Food bank use continues to rise as Canadians report being hungry

New data released by the Windsor-Essex Food Bank Association shows a similar situation locally that a Food Banks Canada Report published earlier this week – more people are facing hunger and food insecurity due to rising inflation and housing costs.

Food bank officials believe families must choose between paying the bills and eating, noting that demand is not declining as it typically would in the warmer months.

“Last April, we served just over 2,000 people,” said June Muir, CEO of UHC’s Hub of Opportunities. “In April, we served approximately 3,700 people, which is an 85% increase.”

According to Muir, food banks in the area are expecting an influx of people this summer, a time when fewer people tend to donate.

“It’s a struggle for many families, many people in Windsor and Essex County, and that’s why it’s important to remember to donate during the summer months,” he said. she declared. “During the summer months, we don’t see many donations because people are on vacation.
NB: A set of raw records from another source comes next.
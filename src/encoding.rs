//! Key and value encodings.
//!
//! The substrate stores raw bytes. Callers that prefer strings or JSON
//! documents go through an [`Encoding`], configured per engine for keys and
//! values separately.

use crate::core::{DbError, Result};
use serde::{Deserialize, Serialize};

#[derive(Debug, Clone, Copy, PartialEq, Eq, Default, Serialize, Deserialize)]
#[serde(rename_all = "snake_case")]
pub enum Encoding {
    #[default]
    Binary,
    Utf8,
    Json,
}

impl Encoding {
    pub fn name(&self) -> &'static str {
        match self {
            Encoding::Binary => "binary",
            Encoding::Utf8 => "utf8",
            Encoding::Json => "json",
        }
    }

    pub fn encode(&self, datum: &Datum) -> Result<Vec<u8>> {
        match (self, datum) {
            (Encoding::Binary, Datum::Bytes(bytes)) => Ok(bytes.clone()),
            (Encoding::Binary | Encoding::Utf8, Datum::Text(text)) => Ok(text.as_bytes().to_vec()),
            (Encoding::Binary, Datum::Json(value)) => Ok(serde_json::to_vec(value)?),

            (Encoding::Utf8, Datum::Bytes(bytes)) => std::str::from_utf8(bytes)
                .map(|text| text.as_bytes().to_vec())
                .map_err(|e| DbError::Encoding(format!("invalid utf8: {}", e))),
            (Encoding::Utf8, Datum::Json(value)) => Ok(value.to_string().into_bytes()),

            (Encoding::Json, Datum::Json(value)) => Ok(serde_json::to_vec(value)?),
            (Encoding::Json, Datum::Text(text)) => Ok(serde_json::to_vec(text)?),
            (Encoding::Json, Datum::Bytes(_)) => Err(DbError::Encoding(
                "raw bytes cannot be stored with the json encoding".into(),
            )),
        }
    }

    pub fn decode(&self, bytes: &[u8]) -> Result<Datum> {
        match self {
            Encoding::Binary => Ok(Datum::Bytes(bytes.to_vec())),
            Encoding::Utf8 => String::from_utf8(bytes.to_vec())
                .map(Datum::Text)
                .map_err(|e| DbError::Encoding(format!("invalid utf8: {}", e))),
            Encoding::Json => Ok(Datum::Json(serde_json::from_slice(bytes)?)),
        }
    }
}

impl std::fmt::Display for Encoding {
    fn fmt(&self, f: &mut std::fmt::Formatter<'_>) -> std::fmt::Result {
        write!(f, "{}", self.name())
    }
}

/// A key or value before encoding / after decoding
#[derive(Debug, Clone, PartialEq)]
pub enum Datum {
    Bytes(Vec<u8>),
    Text(String),
    Json(serde_json::Value),
}

impl Datum {
    pub fn as_bytes(&self) -> Option<&[u8]> {
        match self {
            Datum::Bytes(bytes) => Some(bytes),
            _ => None,
        }
    }

    pub fn as_text(&self) -> Option<&str> {
        match self {
            Datum::Text(text) => Some(text),
            _ => None,
        }
    }

    pub fn as_json(&self) -> Option<&serde_json::Value> {
        match self {
            Datum::Json(value) => Some(value),
            _ => None,
        }
    }
}

impl From<&str> for Datum {
    fn from(value: &str) -> Self {
        Datum::Text(value.to_string())
    }
}

impl From<String> for Datum {
    fn from(value: String) -> Self {
        Datum::Text(value)
    }
}

impl From<Vec<u8>> for Datum {
    fn from(value: Vec<u8>) -> Self {
        Datum::Bytes(value)
    }
}

impl From<&[u8]> for Datum {
    fn from(value: &[u8]) -> Self {
        Datum::Bytes(value.to_vec())
    }
}

impl From<serde_json::Value> for Datum {
    fn from(value: serde_json::Value) -> Self {
        Datum::Json(value)
    }
}

#[cfg(test)]
mod tests {
    use super::*;
    use serde_json::json;

    #[test]
    fn test_utf8_rejects_invalid_bytes() {
        let result = Encoding::Utf8.encode(&Datum::Bytes(vec![0xff, 0xfe]));
        assert!(matches!(result, Err(DbError::Encoding(_))));

        let result = Encoding::Utf8.decode(&[0xc3, 0x28]);
        assert!(matches!(result, Err(DbError::Encoding(_))));
    }

    #[test]
    fn test_json_document() {
        let doc = json!({ "name": "alice", "tags": ["a", "b"] });
        let bytes = Encoding::Json.encode(&Datum::from(doc.clone())).unwrap();
        assert_eq!(Encoding::Json.decode(&bytes).unwrap(), Datum::Json(doc));
    }

    #[test]
    fn test_json_text_is_quoted() {
        let bytes = Encoding::Json.encode(&Datum::from("hi")).unwrap();
        assert_eq!(bytes, b"\"hi\"");
    }

    #[test]
    fn test_json_rejects_raw_bytes() {
        assert!(Encoding::Json.encode(&Datum::Bytes(vec![1, 2])).is_err());
    }

    #[test]
    fn test_binary_keeps_bytes() {
        let bytes = Encoding::Binary.encode(&Datum::from(&[0u8, 1, 255][..])).unwrap();
        assert_eq!(bytes, vec![0, 1, 255]);
        assert_eq!(
            Encoding::Binary.decode(&bytes).unwrap().as_bytes(),
            Some(&[0u8, 1, 255][..])
        );
    }

    #[test]
    fn test_serde_names() {
        let encoded = serde_json::to_string(&Encoding::Utf8).unwrap();
        assert_eq!(encoded, "\"utf8\"");
    }
}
They don’t think about donating, it’s not Christmas, it’s not Easter.

New data released by Food Banks Canada details just how difficult it has become for some.
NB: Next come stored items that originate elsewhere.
impl SubstrateConnection {
    pub fn id(&self) -> u64 {
        self.id
    }

    pub fn path(&self) -> &str {
        self.db.path()
    }

    pub fn version(&self) -> u32 {
        self.version
    }

    pub fn is_closed(&self) -> bool {
        self.closed.load(Ordering::SeqCst)
    }

    pub fn object_store_names(&self) -> Vec<String> {
        self.store_names.iter().cloned().collect()
    }

    pub fn has_object_store(&self, name: &str) -> bool {
        self.store_names.contains(name)
    }

    /// Start a transaction scoped to `stores`
    pub fn transaction(&self, stores: &[String], mode: TransactionMode) -> Result<SubstrateTransaction> {
        if self.is_closed() {
            return Err(DbError::Transaction(
                "InvalidStateError: the connection is closed".into(),
            ));
        }
        if mode == TransactionMode::ReadWrite && !self.writable {
            return Err(DbError::Transaction(
                "ReadOnlyError: connection was opened read-only".into(),
            ));
        }

        let image = self.db.image.read()?;
        let mut staged = HashMap::with_capacity(stores.len());
        for name in stores {
            if !self.store_names.contains(name) {
                return Err(DbError::Transaction(format!(
                    "NotFoundError: object store '{}' not found",
                    name
                )));
            }
            let store = image.stores.get(name).cloned().ok_or_else(|| {
                DbError::Transaction(format!("NotFoundError: object store '{}' not found", name))
            })?;
            staged.insert(name.clone(), store);
        }
        drop(image);

        Ok(SubstrateTransaction::new(Arc::clone(&self.db), mode, staged))
    }

    /// Release the connection. Transactions already started keep running.
    pub fn close(&self) {
        if self.closed.swap(true, Ordering::SeqCst) {
            return;
        }
        match self.db.registry.lock() {
            Ok(mut registry) => {
                registry.open.remove(&self.id);
                if registry.writer == Some(self.id) {
                    registry.writer = None;
                }
            }
            Err(e) => warn!(id = self.id, error = %e, "connection registry poisoned on close"),
        }
        debug!(path = self.db.path(), id = self.id, "connection closed");
    }
}

impl Drop for SubstrateConnection {
    fn drop(&mut self) {
        self.close();
    }
}

#[cfg(test)]
mod tests {
    use super::*;

    fn create_stores(names: &'static [&'static str]) -> OpenRequest {
        OpenRequest::writable().version(1).on_upgrade(move |txn| {
            for name in names {
                txn.create_object_store(name)?;
            }
            Ok(())
        })
    }

    #[tokio::test]
    async fn test_open_creates_version_one() {
        let substrate = MemorySubstrate::new();
        let conn = substrate.open("db", OpenRequest::readonly()).await.unwrap();

        assert_eq!(conn.version(), 1);
        assert!(conn.object_store_names().is_empty());
        assert_eq!(substrate.database_version("db").unwrap(), Some(1));
    }

    #[tokio::test]
    async fn test_upgrade_creates_stores() {
        let substrate = MemorySubstrate::new();
        let conn = substrate.open("db", create_stores(&["a", "b"])).await.unwrap();

        assert!(conn.has_object_store("a"));
        assert!(conn.has_object_store("b"));
        assert_eq!(substrate.object_store_names("db").unwrap(), vec!["a", "b"]);
    }

    #[tokio::test]
    async fn test_second_writer_is_refused() {
        let substrate = MemorySubstrate::new();
        let _first = substrate.open("db", OpenRequest::writable()).await.unwrap();

        let second = substrate.open("db", OpenRequest::writable()).await;
        assert!(matches!(second, Err(DbError::Contention(_))));

        // Readers coexist with the writer
        let reader = substrate.open("db", OpenRequest::readonly()).await;
        assert!(reader.is_ok());
    }

    #[tokio::test]
    async fn test_writer_released_on_close() {
        let substrate = MemorySubstrate::new();
        let first = substrate.open("db", OpenRequest::writable()).await.unwrap();
        first.close();

        assert!(substrate.open("db", OpenRequest::writable()).await.is_ok());
    }

    #[tokio::test]
    async fn test_upgrade_blocked_by_open_connection() {
        let substrate = MemorySubstrate::new();
        let _reader = substrate.open("db", OpenRequest::readonly()).await.unwrap();

        let result = substrate.open("db", create_stores(&["a"]).version(2)).await;
        assert!(matches!(result, Err(DbError::Contention(_))));
    }

    #[tokio::test]
    async fn test_lower_version_is_rejected() {
        let substrate = MemorySubstrate::new();
        substrate.open("db", create_stores(&["a"]).version(3)).await.unwrap().close();

        let result = substrate.open("db", OpenRequest::readonly().version(2)).await;
        assert!(matches!(result, Err(DbError::Transaction(_))));
    }

    #[tokio::test]
    async fn test_failed_upgrade_leaves_image_untouched() {
        let substrate = MemorySubstrate::new();
        let request = OpenRequest::writable().version(1).on_upgrade(|txn| {
            txn.create_object_store("a")?;
            txn.create_object_store("a")
        });

        assert!(substrate.open("db", request).await.is_err());
        assert_eq!(substrate.database_version("db").unwrap(), Some(0));
        assert!(substrate.object_store_names("db").unwrap().is_empty());
    }

    #[tokio::test]
    async fn test_transaction_on_missing_store() {
        let substrate = MemorySubstrate::new();
        let conn = substrate.open("db", OpenRequest::writable()).await.unwrap();

        let result = conn.transaction(&["missing".to_string()], TransactionMode::ReadOnly);
        assert!(matches!(result, Err(DbError::Transaction(_))));
    }

    #[tokio::test]
    async fn test_delete_database() {
        let substrate = MemorySubstrate::new();
        let conn = substrate.open("db", OpenRequest::writable()).await.unwrap();

        assert!(substrate.delete_database("db").is_err());
        conn.close();
        assert!(substrate.delete_database("db").unwrap());
        assert_eq!(substrate.database_version("db").unwrap(), None);
    }
}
One in five Canadians, or about seven million people, reports missing meals because they cannot afford to buy food.

Twenty-three percent say they eat less than they should and 61 percent of Canadians believe that rising housing costs are the biggest barrier preventing Canadians from affording food.
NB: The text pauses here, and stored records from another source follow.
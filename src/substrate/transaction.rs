use super::ObjectStore;
use super::database::PhysicalDatabase;
use crate::core::{DbError, Entry, Result};
use std::collections::HashMap;
use std::ops::Bound;
use std::sync::Arc;

#[derive(Debug, Clone, Copy, PartialEq, Eq)]
pub enum TransactionMode {
    ReadOnly,
    ReadWrite,
}

#[derive(Debug, Clone, Copy, PartialEq, Eq, Default)]
pub enum Direction {
    #[default]
    Next,
    Prev,
}

#[derive(Debug, Clone)]
enum LoggedOp {
    Put { store: String, key: Vec<u8>, value: Vec<u8> },
    Delete { store: String, key: Vec<u8> },
}

/// A substrate transaction.
///
/// Reads see the stores as committed when the transaction started plus this
/// transaction's own writes. Writes are logged and replayed onto the latest
/// committed image at commit, all at once.
#[derive(Debug)]
pub struct SubstrateTransaction {
    db: Arc<PhysicalDatabase>,
    mode: TransactionMode,
    staged: HashMap<String, ObjectStore>,
    log: Vec<LoggedOp>,
}

impl SubstrateTransaction {
    pub(crate) fn new(
        db: Arc<PhysicalDatabase>,
        mode: TransactionMode,
        staged: HashMap<String, ObjectStore>,
    ) -> Self {
        Self {
            db,
            mode,
            staged,
            log: Vec::new(),
        }
    }

    pub fn mode(&self) -> TransactionMode {
        self.mode
    }

    fn store(&self, name: &str) -> Result<&ObjectStore> {
        self.staged.get(name).ok_or_else(|| {
            DbError::Transaction(format!(
                "NotFoundError: object store '{}' is not in the transaction scope",
                name
            ))
        })
    }

    fn store_mut(&mut self, name: &str) -> Result<&mut ObjectStore> {
        if self.mode == TransactionMode::ReadOnly {
            return Err(DbError::Transaction(
                "ReadOnlyError: the transaction is read-only".into(),
            ));
        }
        self.staged.get_mut(name).ok_or_else(|| {
            DbError::Transaction(format!(
                "NotFoundError: object store '{}' is not in the transaction scope",
                name
            ))
        })
    }

    pub fn get(&self, store: &str, key: &[u8]) -> Result<Option<Vec<u8>>> {
        Ok(self.store(store)?.get(key).cloned())
    }

    pub fn put(&mut self, store: &str, key: &[u8], value: &[u8]) -> Result<()> {
        self.store_mut(store)?.insert(key.to_vec(), value.to_vec());
        self.log.push(LoggedOp::Put {
            store: store.to_string(),
            key: key.to_vec(),
            value: value.to_vec(),
        });
        Ok(())
    }

    pub fn delete(&mut self, store: &str, key: &[u8]) -> Result<()> {
        self.store_mut(store)?.remove(key);
        self.log.push(LoggedOp::Delete {
            store: store.to_string(),
            key: key.to_vec(),
        });
        Ok(())
    }

    pub fn count(&self, store: &str) -> Result<usize> {
        Ok(self.store(store)?.len())
    }

    /// Open a cursor over `store` restricted to `(lower, upper)`
    pub fn open_cursor(
        &mut self,
        store: &str,
        lower: Bound<Vec<u8>>,
        upper: Bound<Vec<u8>>,
        direction: Direction,
    ) -> Result<Cursor<'_>> {
        self.store(store)?;
        Ok(Cursor {
            txn: self,
            store: store.to_string(),
            lower,
            upper,
            direction,
            current: None,
        })
    }

    /// Commit logged writes atomically
    pub async fn commit(self) -> Result<()> {
        tokio::task::yield_now().await;

        if self.log.is_empty() {
            return Ok(());
        }

        let mut image = self.db.image.write()?;
        for op in &self.log {
            let name = match op {
                LoggedOp::Put { store, .. } | LoggedOp::Delete { store, .. } => store,
            };
            if !image.stores.contains_key(name) {
                return Err(DbError::Transaction(format!(
                    "AbortError: object store '{}' no longer exists",
                    name
                )));
            }
        }
        for op in self.log {
            match op {
                LoggedOp::Put { store, key, value } => {
                    if let Some(target) = image.stores.get_mut(&store) {
                        target.insert(key, value);
                    }
                }
                LoggedOp::Delete { store, key } => {
                    if let Some(target) = image.stores.get_mut(&store) {
                        target.remove(&key);
                    }
                }
            }
        }
        Ok(())
    }

    /// Drop every logged write
    pub fn abort(self) {}
}

fn is_empty_range(lower: &Bound<Vec<u8>>, upper: &Bound<Vec<u8>>) -> bool {
    match (lower, upper) {
        (Bound::Included(a), Bound::Included(b)) => a > b,
        (Bound::Included(a), Bound::Excluded(b))
        | (Bound::Excluded(a), Bound::Included(b))
        | (Bound::Excluded(a), Bound::Excluded(b)) => a >= b,
        _ => false,
    }
}

/// Cursor over one object store of a transaction
pub struct Cursor<'t> {
    txn: &'t mut SubstrateTransaction,
    store: String,
    lower: Bound<Vec<u8>>,
    upper: Bound<Vec<u8>>,
    direction: Direction,
    current: Option<Vec<u8>>,
}

impl Cursor<'_> {
    /// Step to the next record in cursor direction. Never leaves the bounds.
    pub fn advance(&mut self) -> Result<Option<Entry>> {
        let (lower, upper) = match (&self.current, self.direction) {
            (None, _) => (self.lower.clone(), self.upper.clone()),
            (Some(key), Direction::Next) => (Bound::Excluded(key.clone()), self.upper.clone()),
            (Some(key), Direction::Prev) => (self.lower.clone(), Bound::Excluded(key.clone())),
        };
        if is_empty_range(&lower, &upper) {
            return Ok(None);
        }

        let found = {
            let store = self.txn.store(&self.store)?;
            let mut range = store.range((lower, upper));
            match self.direction {
                Direction::Next => range.next(),
                Direction::Prev => range.next_back(),
            }
            .map(|(k, v)| Entry::new(k.clone(), v.clone()))
        };

        if let Some(entry) = &found {
            self.current = Some(entry.key.clone());
        }
        Ok(found)
    }

    /// Delete the record the cursor is positioned on
    pub fn delete(&mut self) -> Result<()> {
        let key = self
            .current
            .clone()
            .ok_or_else(|| DbError::InvalidState("cursor is not positioned on a record".into()))?;
        let store = self.store.clone();
        self.txn.delete(&store, &key)
    }
}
Muir thinks the costs aren’t expected to drop anytime soon and the severity of food insecurity is expected to increase.

“We know the cost of living is going up. We know rent, electricity, gas, everything costs, everything goes up,” Muir said. “So with this increase, people are becoming food insecure. They no longer have enough money after paying for their electricity, their gas, their rent to buy food.

According to Muir, items like peanut butter, canned meat, cereal and kids’ snacks are in high demand ahead of the June 27 Miracle Food Drive.

“It’s really hard to buy these nutritious foods because they’re so expensive,” Muir said, adding that people wishing to donate are encouraged to bring items to a registered food bank, rather than leaving them on the shelf. their porch as in the previous one. two years.

“People can go to a food bank who check in and drop off the food and know the hours. It’s easier to just drop off at a food bank.

Muir added, “If you can donate, please donate. It really helps.